Rocky has also enlisted the help of producer Clams Casino again, who first gained widespread recognition from Rocky’s first album. The two are a terrific combination, with Rocky’s varied rhythm, over Clams Casino’s dream-like, subtle beats. Rocky even braves Skrillex’s dubstep — no small feat for any rapper — with enjoyable results.

To his credit, Rocky isn’t afraid of taking risks on his major-label debut, with its many unorthodox musical choices. But for every risky stroke of genius, there is an embarrassment of equal proportion to be found. Earlier this year, Rocky did a cover of Foster The People’s “Pumped Up Kicks,” singing and all. It was an awkward, embarrassing effort, but was unfortunately not just a one-off attempt on his part. Rocky’s “singing” (quotes intentional), returns on several tracks and sounds like a decent attempt at karaoke at best.

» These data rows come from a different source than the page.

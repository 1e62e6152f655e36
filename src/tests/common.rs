//! tests/common.rs
//! Fixtures compartidos: DB temporal con migraciones, datos semilla y un
//! transporte guionado.

use std::collections::{HashMap, VecDeque};
use std::sync::{Arc, Mutex};
use std::time::Duration;

use async_trait::async_trait;
use chrono::{DateTime, Utc};
use sqlx::sqlite::{SqliteConnectOptions, SqliteJournalMode, SqlitePoolOptions};
use sqlx::{Pool, Sqlite};
use tempfile::TempDir;

use crate::config::scheduler_config::SchedulerConfig;
use crate::models::{
    campaign_model::{Contact, ContactStatus},
    sender_model::SenderIdentity,
    sequence_model::{SequenceStep, TimingRule},
};
use crate::services::{
    business_hours::BusinessHoursGate,
    campaign_store::{to_db_ts, CampaignStore},
    dispatch_coordinator::DispatchCoordinator,
    mail_transport::{generate_message_id, MailTransport, OutgoingEmail, SentMessage, TransportError},
    sender_pool::SenderPool,
    tracking_ledger::TrackingLedger,
};

pub const CAMPAIGN: &str = "camp-1";

pub fn ts(raw: &str) -> DateTime<Utc> {
    DateTime::parse_from_rfc3339(raw)
        .expect("timestamp de test inválido")
        .with_timezone(&Utc)
}

/// DB SQLite en un directorio temporal; el TempDir debe vivir lo que dure el test.
pub async fn test_pool() -> (TempDir, Pool<Sqlite>) {
    let dir = TempDir::new().expect("Failed to create temp dir");
    let options = SqliteConnectOptions::new()
        .filename(dir.path().join("outreach-test.db"))
        .create_if_missing(true)
        .journal_mode(SqliteJournalMode::Wal)
        .busy_timeout(Duration::from_secs(10));
    let pool = SqlitePoolOptions::new()
        .max_connections(4)
        .connect_with(options)
        .await
        .expect("No se pudo abrir la DB de test");

    CampaignStore::new(pool.clone())
        .run_migrations()
        .await
        .expect("Fallo en migraciones");
    (dir, pool)
}

pub fn test_config() -> SchedulerConfig {
    SchedulerConfig {
        worker_count: 4,
        min_health_score: 50,
        ..SchedulerConfig::default()
    }
}

pub fn build_coordinator(
    pool: &Pool<Sqlite>,
    transport: Arc<dyn MailTransport>,
    config: SchedulerConfig,
) -> DispatchCoordinator {
    DispatchCoordinator::new(
        CampaignStore::new(pool.clone()),
        SenderPool::new(pool.clone(), config.min_health_score, config.quota_utc_offset_hours),
        BusinessHoursGate::from_config(&config),
        TrackingLedger::new(pool.clone(), config.reservation_ttl_secs),
        transport,
        config,
    )
}

pub async fn seed_campaign(pool: &Pool<Sqlite>, id: &str, status: &str) {
    sqlx::query("INSERT INTO campaigns (id, name, status, created_at) VALUES (?1, ?2, ?3, ?4)")
        .bind(id)
        .bind(format!("Campaña {id}"))
        .bind(status)
        .bind(to_db_ts(ts("2025-08-01T00:00:00Z")))
        .execute(pool)
        .await
        .expect("seed campaign");
}

pub async fn seed_template(pool: &Pool<Sqlite>, key: &str, subject: &str, body: &str) {
    sqlx::query("INSERT INTO message_templates (template_key, subject, body) VALUES (?1, ?2, ?3)")
        .bind(key)
        .bind(subject)
        .bind(body)
        .execute(pool)
        .await
        .expect("seed template");
}

pub async fn seed_step(pool: &Pool<Sqlite>, campaign_id: &str, step: i32, timing: TimingRule, key: &str) {
    let (kind, value) = timing.to_columns();
    sqlx::query(
        r#"
        INSERT INTO sequence_steps (campaign_id, step_number, timing_kind, timing_value, template_key, active)
        VALUES (?1, ?2, ?3, ?4, ?5, 1)
        "#,
    )
    .bind(campaign_id)
    .bind(step)
    .bind(kind)
    .bind(value)
    .bind(key)
    .execute(pool)
    .await
    .expect("seed step");
}

/// Campaña activa con un paso 1 inmediato y un paso 2 a 3 días.
pub async fn seed_two_step_campaign(pool: &Pool<Sqlite>) {
    seed_campaign(pool, CAMPAIGN, "active").await;
    seed_template(
        pool,
        "initial",
        "Hola {{firstName}}",
        "Hola {{firstName}} de {{company}},\nsoy {{senderName}}.",
    )
    .await;
    seed_template(pool, "followup1", "Seguimiento", "¿Lo viste, {{firstName}}?").await;
    seed_step(pool, CAMPAIGN, 1, TimingRule::Immediate, "initial").await;
    seed_step(pool, CAMPAIGN, 2, TimingRule::AfterDays(3), "followup1").await;
}

#[derive(Debug, Clone)]
pub struct ContactSeed {
    pub id: i64,
    pub timezone_group: Option<&'static str>,
    pub sequence_step: i32,
    pub last_contacted_at: Option<DateTime<Utc>>,
    pub created_at: DateTime<Utc>,
}

impl ContactSeed {
    pub fn new(id: i64) -> Self {
        Self {
            id,
            timezone_group: Some("T3"),
            sequence_step: 0,
            last_contacted_at: None,
            created_at: ts("2025-09-01T08:00:00Z"),
        }
    }

    pub fn email(&self) -> String {
        format!("contact{}@prospect.test", self.id)
    }
}

pub async fn seed_contact(pool: &Pool<Sqlite>, seed: ContactSeed) {
    sqlx::query(
        r#"
        INSERT INTO contacts (
            id, campaign_id, email, first_name, last_name, company, title,
            timezone_group, sequence_step, status, last_contacted_at, created_at
        )
        VALUES (?1, ?2, ?3, ?4, 'Doe', 'Acme', 'CTO', ?5, ?6, 'active', ?7, ?8)
        "#,
    )
    .bind(seed.id)
    .bind(CAMPAIGN)
    .bind(seed.email())
    .bind(format!("Contact{}", seed.id))
    .bind(seed.timezone_group)
    .bind(seed.sequence_step)
    .bind(seed.last_contacted_at.map(to_db_ts))
    .bind(to_db_ts(seed.created_at))
    .execute(pool)
    .await
    .expect("seed contact");
}

#[derive(Debug, Clone)]
pub struct SenderSeed {
    pub id: i64,
    pub email: &'static str,
    pub daily_limit: i64,
    pub health_score: i64,
    pub active: bool,
    pub selected: bool,
}

impl SenderSeed {
    pub fn new(id: i64, email: &'static str) -> Self {
        Self {
            id,
            email,
            daily_limit: 50,
            health_score: 100,
            active: true,
            selected: true,
        }
    }
}

pub async fn seed_sender(pool: &Pool<Sqlite>, seed: SenderSeed) {
    sqlx::query(
        r#"
        INSERT INTO senders (
            id, campaign_id, email, display_name, active, selected,
            daily_limit, sent_today, quota_date, health_score, last_used_at, rotation_priority
        )
        VALUES (?1, ?2, ?3, ?4, ?5, ?6, ?7, 0, NULL, ?8, NULL, 0)
        "#,
    )
    .bind(seed.id)
    .bind(CAMPAIGN)
    .bind(seed.email)
    .bind(format!("Sender {}", seed.id))
    .bind(seed.active)
    .bind(seed.selected)
    .bind(seed.daily_limit)
    .bind(seed.health_score)
    .execute(pool)
    .await
    .expect("seed sender");
}

pub async fn contact_state(pool: &Pool<Sqlite>, contact_id: i64) -> (i32, String) {
    sqlx::query_as::<_, (i32, String)>("SELECT sequence_step, status FROM contacts WHERE id = ?1")
        .bind(contact_id)
        .fetch_one(pool)
        .await
        .expect("contact state")
}

pub async fn sent_today(pool: &Pool<Sqlite>, sender_id: i64) -> i64 {
    sqlx::query_as::<_, (i64,)>("SELECT sent_today FROM senders WHERE id = ?1")
        .bind(sender_id)
        .fetch_one(pool)
        .await
        .expect("sent_today")
        .0
}

pub async fn count_sent_records(pool: &Pool<Sqlite>, contact_id: i64, step: i32) -> i64 {
    sqlx::query_as::<_, (i64,)>(
        "SELECT COUNT(*) FROM tracking_records WHERE contact_id = ?1 AND step = ?2 AND status = 'sent'",
    )
    .bind(contact_id)
    .bind(step)
    .fetch_one(pool)
    .await
    .expect("count sent")
    .0
}

/// Contacto en memoria para los tests puros.
pub fn contact(
    sequence_step: i32,
    created_at: DateTime<Utc>,
    last_contacted_at: Option<DateTime<Utc>>,
) -> Contact {
    Contact {
        id: 7,
        campaign_id: CAMPAIGN.to_string(),
        email: "jane@prospect.test".to_string(),
        first_name: "Jane".to_string(),
        last_name: "Doe".to_string(),
        company: "Acme".to_string(),
        title: "CTO".to_string(),
        timezone_group: Some("T3".to_string()),
        sequence_step,
        status: ContactStatus::Active,
        last_contacted_at,
        created_at,
    }
}

pub fn step(step_number: i32, timing: TimingRule) -> SequenceStep {
    SequenceStep {
        campaign_id: CAMPAIGN.to_string(),
        step_number,
        timing,
        template_key: format!("step{step_number}"),
        active: true,
    }
}

pub fn sender(id: i64, email: &str) -> SenderIdentity {
    SenderIdentity {
        id,
        campaign_id: CAMPAIGN.to_string(),
        email: email.to_string(),
        display_name: format!("Sender {id}"),
        active: true,
        selected: true,
        daily_limit: 50,
        sent_today: 0,
        quota_date: None,
        health_score: 100,
        last_used_at: None,
        rotation_priority: 0,
    }
}

/// Transporte de test: por defecto todo sale bien; se pueden guionar
/// errores por destinatario (en orden) o por remitente (siempre).
#[derive(Default)]
pub struct ScriptedTransport {
    by_recipient: Mutex<HashMap<String, VecDeque<TransportError>>>,
    by_sender: Mutex<HashMap<String, TransportError>>,
    sent: Mutex<Vec<(String, OutgoingEmail)>>,
    delay: Option<Duration>,
}

impl ScriptedTransport {
    pub fn new() -> Self {
        Self::default()
    }

    pub fn with_delay(delay: Duration) -> Self {
        Self {
            delay: Some(delay),
            ..Self::default()
        }
    }

    pub fn fail_recipient(&self, to: &str, error: TransportError) {
        self.by_recipient
            .lock()
            .unwrap()
            .entry(to.to_string())
            .or_default()
            .push_back(error);
    }

    pub fn fail_sender(&self, from: &str, error: TransportError) {
        self.by_sender.lock().unwrap().insert(from.to_string(), error);
    }

    /// (remitente, email) de cada envío exitoso.
    pub fn sent(&self) -> Vec<(String, OutgoingEmail)> {
        self.sent.lock().unwrap().clone()
    }
}

#[async_trait]
impl MailTransport for ScriptedTransport {
    async fn send(
        &self,
        from: &SenderIdentity,
        email: &OutgoingEmail,
    ) -> Result<SentMessage, TransportError> {
        if let Some(delay) = self.delay {
            tokio::time::sleep(delay).await;
        }
        if let Some(err) = self.by_sender.lock().unwrap().get(&from.email).cloned() {
            return Err(err);
        }
        if let Some(err) = self
            .by_recipient
            .lock()
            .unwrap()
            .get_mut(&email.to)
            .and_then(|queue| queue.pop_front())
        {
            return Err(err);
        }
        self.sent
            .lock()
            .unwrap()
            .push((from.email.clone(), email.clone()));
        Ok(SentMessage {
            message_id: generate_message_id(&from.email),
        })
    }
}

Some of the tracks sound less inspired than plain copied. The seasick, slightly atonal beat on the track “Pain” sounds stolen directly from the Odd Future camp (Tyler, the Creator specifically,) and feels ill-suited to the likes of Rocky.

Despite some of his misfires, Rocky has impeccable taste in features. In fact, the guests on LongLiveA$AP alone are worth the price of admission. Schoolboy Q is great with his apathetic, tough-guy persona in “PMW,” and Drake is arguably the only good part of “F***in’ Problems”

“1 Train” also features an absolute cavalcade of terrific up and coming rappers, all of whom shine on what is undeniably the standout track on the album. Kendrick Lamar displays his knack for lyricism, somehow being simultaneously fun and morbid. Danny Brown maintains his lovably brash and perverted persona, sounding as though he’s rapping for the sake of his own enjoyment. Joey Bada$$’ shows his hard-earned premature wisdom at just the age of 17 and Big K.R.I.T. sounds like a prophet with a southern drawl. Each and every guest plants their flag proudly on this track with terrific results.

Some of the features do fall short, Kendrick Lamar’s knack for lyricism is squandered on the track “F***in’ Problems,” Santigold loses all of her dance-y, fun charm on “Hell,” and OverDoz is plain boring on “Pain,” but other than that LongLiveA$AP is practically dream music festival for the modern rap fan.

Too bad the headliner wasn’t very good.